WHAT TO WORK ON: Every line in the listing below that holds the word "path" should be returned.

------------------------------

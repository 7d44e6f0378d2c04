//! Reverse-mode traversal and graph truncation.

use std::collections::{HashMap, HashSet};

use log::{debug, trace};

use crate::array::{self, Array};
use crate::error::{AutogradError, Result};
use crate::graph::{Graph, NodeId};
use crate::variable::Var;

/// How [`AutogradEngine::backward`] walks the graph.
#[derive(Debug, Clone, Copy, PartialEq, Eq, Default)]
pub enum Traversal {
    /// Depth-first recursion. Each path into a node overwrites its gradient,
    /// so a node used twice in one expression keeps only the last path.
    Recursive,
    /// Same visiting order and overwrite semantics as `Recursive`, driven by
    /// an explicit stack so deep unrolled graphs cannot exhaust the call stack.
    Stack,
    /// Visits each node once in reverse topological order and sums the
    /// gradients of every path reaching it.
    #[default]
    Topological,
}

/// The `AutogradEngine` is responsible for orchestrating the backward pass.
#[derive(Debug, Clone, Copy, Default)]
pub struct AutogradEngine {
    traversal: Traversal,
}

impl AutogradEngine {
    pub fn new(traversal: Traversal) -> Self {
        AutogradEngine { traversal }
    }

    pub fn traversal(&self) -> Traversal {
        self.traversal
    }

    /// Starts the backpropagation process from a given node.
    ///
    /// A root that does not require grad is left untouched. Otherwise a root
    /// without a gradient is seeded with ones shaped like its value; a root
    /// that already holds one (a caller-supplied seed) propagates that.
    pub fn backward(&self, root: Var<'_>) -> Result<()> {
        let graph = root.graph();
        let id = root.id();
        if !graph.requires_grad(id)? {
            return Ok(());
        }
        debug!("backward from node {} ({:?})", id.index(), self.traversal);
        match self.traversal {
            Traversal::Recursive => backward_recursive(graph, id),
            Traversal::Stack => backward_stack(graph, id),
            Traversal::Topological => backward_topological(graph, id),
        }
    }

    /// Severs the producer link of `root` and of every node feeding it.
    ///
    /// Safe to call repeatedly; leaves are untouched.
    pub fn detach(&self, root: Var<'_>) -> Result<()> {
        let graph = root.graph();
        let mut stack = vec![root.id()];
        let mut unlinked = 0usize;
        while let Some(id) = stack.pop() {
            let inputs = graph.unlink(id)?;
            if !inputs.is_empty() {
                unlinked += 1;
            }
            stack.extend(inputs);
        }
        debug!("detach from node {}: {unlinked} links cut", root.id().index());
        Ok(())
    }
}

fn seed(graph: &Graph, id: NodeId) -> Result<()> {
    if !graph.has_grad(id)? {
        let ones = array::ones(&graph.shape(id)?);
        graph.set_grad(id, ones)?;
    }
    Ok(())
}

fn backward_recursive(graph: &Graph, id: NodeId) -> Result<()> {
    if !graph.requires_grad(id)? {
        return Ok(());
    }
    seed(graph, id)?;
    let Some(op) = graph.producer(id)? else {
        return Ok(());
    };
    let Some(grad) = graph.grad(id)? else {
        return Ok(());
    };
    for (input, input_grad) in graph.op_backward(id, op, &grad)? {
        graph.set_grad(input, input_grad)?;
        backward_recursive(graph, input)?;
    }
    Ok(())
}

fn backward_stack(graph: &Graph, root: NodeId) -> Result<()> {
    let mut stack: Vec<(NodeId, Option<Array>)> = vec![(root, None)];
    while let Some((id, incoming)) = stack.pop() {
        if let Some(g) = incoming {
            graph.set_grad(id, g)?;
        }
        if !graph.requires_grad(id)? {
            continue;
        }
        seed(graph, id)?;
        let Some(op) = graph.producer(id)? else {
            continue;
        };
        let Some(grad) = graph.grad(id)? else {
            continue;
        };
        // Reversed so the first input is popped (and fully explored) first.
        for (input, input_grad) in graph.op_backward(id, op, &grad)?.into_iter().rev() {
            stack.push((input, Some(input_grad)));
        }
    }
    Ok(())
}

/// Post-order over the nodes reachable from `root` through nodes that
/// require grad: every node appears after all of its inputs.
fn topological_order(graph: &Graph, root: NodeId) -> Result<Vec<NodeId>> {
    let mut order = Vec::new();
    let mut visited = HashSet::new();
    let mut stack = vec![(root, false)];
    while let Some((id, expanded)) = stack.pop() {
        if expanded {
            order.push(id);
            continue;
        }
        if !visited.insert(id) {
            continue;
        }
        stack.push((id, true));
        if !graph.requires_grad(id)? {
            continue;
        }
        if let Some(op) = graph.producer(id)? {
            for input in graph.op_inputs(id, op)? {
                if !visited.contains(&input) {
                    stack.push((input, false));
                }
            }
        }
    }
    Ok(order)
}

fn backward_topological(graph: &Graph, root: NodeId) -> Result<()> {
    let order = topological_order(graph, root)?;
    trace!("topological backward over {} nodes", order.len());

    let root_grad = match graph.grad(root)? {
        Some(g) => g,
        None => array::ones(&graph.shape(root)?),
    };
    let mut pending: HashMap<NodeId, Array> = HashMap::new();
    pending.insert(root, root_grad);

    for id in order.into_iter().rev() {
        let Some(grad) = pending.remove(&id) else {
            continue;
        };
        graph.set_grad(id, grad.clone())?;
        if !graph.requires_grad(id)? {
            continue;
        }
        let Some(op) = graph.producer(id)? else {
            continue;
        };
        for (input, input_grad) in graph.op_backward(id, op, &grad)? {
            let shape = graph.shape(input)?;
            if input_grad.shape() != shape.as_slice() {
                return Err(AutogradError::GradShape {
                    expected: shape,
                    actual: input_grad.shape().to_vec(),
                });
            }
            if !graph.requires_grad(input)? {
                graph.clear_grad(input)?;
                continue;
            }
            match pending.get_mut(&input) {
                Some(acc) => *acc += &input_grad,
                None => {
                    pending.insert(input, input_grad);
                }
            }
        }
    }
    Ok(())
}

------------------------------

WRITTEN RESPONSE:
    /// Depth-first recursion. Each path into a node overwrites its gradient,
    /// so a node used twice in one expression keeps only the last path.
    /// gradients of every path reaching it.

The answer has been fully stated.